→ **EXERCISE**:
Using the records below, please work out how many lines contain "derive"; answer with the number alone.

→ **RECORD EXCERPTS**:
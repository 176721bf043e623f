use {
    super::{
        crc32,
        define::{epat_pid, PMT_PID, PROGRAM_NUMBER, TRANSPORT_STREAM_ID},
        errors::{MpegPsError, MpegPsErrorValue},
        Unmarshal,
    },
    byteorder::{BigEndian, ByteOrder},
    bytes::{BufMut, BytesMut},
    bytesio::bytes_reader::BytesReader,
};

// transport_stream_id .. last_section_number
const PAT_FIXED_LEN: usize = 5;
const PAT_ENTRY_LEN: usize = 4;

#[derive(Debug, Clone, Default, PartialEq, Eq)]
pub struct PatEntry {
    pub program_number: u16,
    pub pid: u16, //13 bits
}

#[derive(Debug, Clone, Default)]
pub struct Pat {
    pub transport_stream_id: u16,
    pub version_number: u8, //5 bits
    pub programs: Vec<PatEntry>,
    pub crc_32: u32,
}

impl Pat {
    pub fn new(transport_stream_id: u16) -> Self {
        Self {
            transport_stream_id,
            ..Default::default()
        }
    }

    pub fn section_length(&self) -> u16 {
        (PAT_FIXED_LEN + self.programs.len() * PAT_ENTRY_LEN + 4) as u16
    }
}

#[derive(Default)]
pub struct PatMuxer {
    pub bytes: BytesMut,
}

//ITU-T H.222.0 Table 2-30
impl PatMuxer {
    pub fn new() -> Self {
        Self::default()
    }

    pub fn write(&mut self, pat: &Pat) -> BytesMut {
        /*table id*/
        self.bytes.put_u8(epat_pid::PAT_TID_PAS);
        /*section_syntax_indicator '0' reserved section length*/
        self.bytes.put_u16(0xB000 | pat.section_length());
        /*transport_stream_id*/
        self.bytes.put_u16(pat.transport_stream_id);
        /*reserved version_number current_next_indicator*/
        self.bytes.put_u8(0xC1 | ((pat.version_number & 0x1F) << 1));
        /*section_number*/
        /*last_section_number*/
        self.bytes.put_u16(0x00);

        for program in &pat.programs {
            self.bytes.put_u16(program.program_number);
            self.bytes.put_u16(0xE000 | (program.pid & 0x1FFF));
        }

        /*crc32*/
        let crc32_value = crc32::compute(&self.bytes[..]);
        self.bytes.put_u32(crc32_value);

        self.bytes.split()
    }
}

/// The single-program PAT: program 1 carried on `PMT_PID`.
pub fn build_pat() -> (Pat, BytesMut) {
    let mut pat = Pat::new(TRANSPORT_STREAM_ID);
    pat.programs.push(PatEntry {
        program_number: PROGRAM_NUMBER,
        pid: PMT_PID,
    });

    let bytes = PatMuxer::new().write(&pat);
    pat.crc_32 = BigEndian::read_u32(&bytes[bytes.len() - 4..]);
    (pat, bytes)
}

impl Unmarshal<&mut BytesReader, Result<Self, MpegPsError>> for Pat {
    fn unmarshal(reader: &mut BytesReader) -> Result<Self, MpegPsError>
    where
        Self: Sized,
    {
        let head = reader.advance_bytes(3)?;
        let section_length = (BigEndian::read_u16(&head[1..3]) & 0x0FFF) as usize;
        let crc_32 = crc32::verify(reader.advance_bytes(3 + section_length)?)?;

        let table_id = reader.read_u8()?;
        if table_id != epat_pid::PAT_TID_PAS {
            return Err(MpegPsError {
                value: MpegPsErrorValue::MalformedTable(format!(
                    "table id {table_id:#04x} is not a PAT"
                )),
            });
        }
        reader.read_u16::<BigEndian>()?;

        if section_length < PAT_FIXED_LEN + 4
            || (section_length - PAT_FIXED_LEN - 4) % PAT_ENTRY_LEN != 0
        {
            return Err(MpegPsError {
                value: MpegPsErrorValue::MalformedTable(format!(
                    "PAT section length {section_length} does not hold whole program entries"
                )),
            });
        }

        let mut pat = Pat {
            transport_stream_id: reader.read_u16::<BigEndian>()?,
            version_number: (reader.read_u8()? >> 1) & 0x1F,
            crc_32,
            ..Default::default()
        };
        reader.read_u16::<BigEndian>()?;

        for _ in 0..(section_length - PAT_FIXED_LEN - 4) / PAT_ENTRY_LEN {
            pat.programs.push(PatEntry {
                program_number: reader.read_u16::<BigEndian>()?,
                pid: reader.read_u16::<BigEndian>()? & 0x1FFF,
            });
        }
        reader.read_u32::<BigEndian>()?;

        Ok(pat)
    }
}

→ **EXERCISE SOLUTION**:
3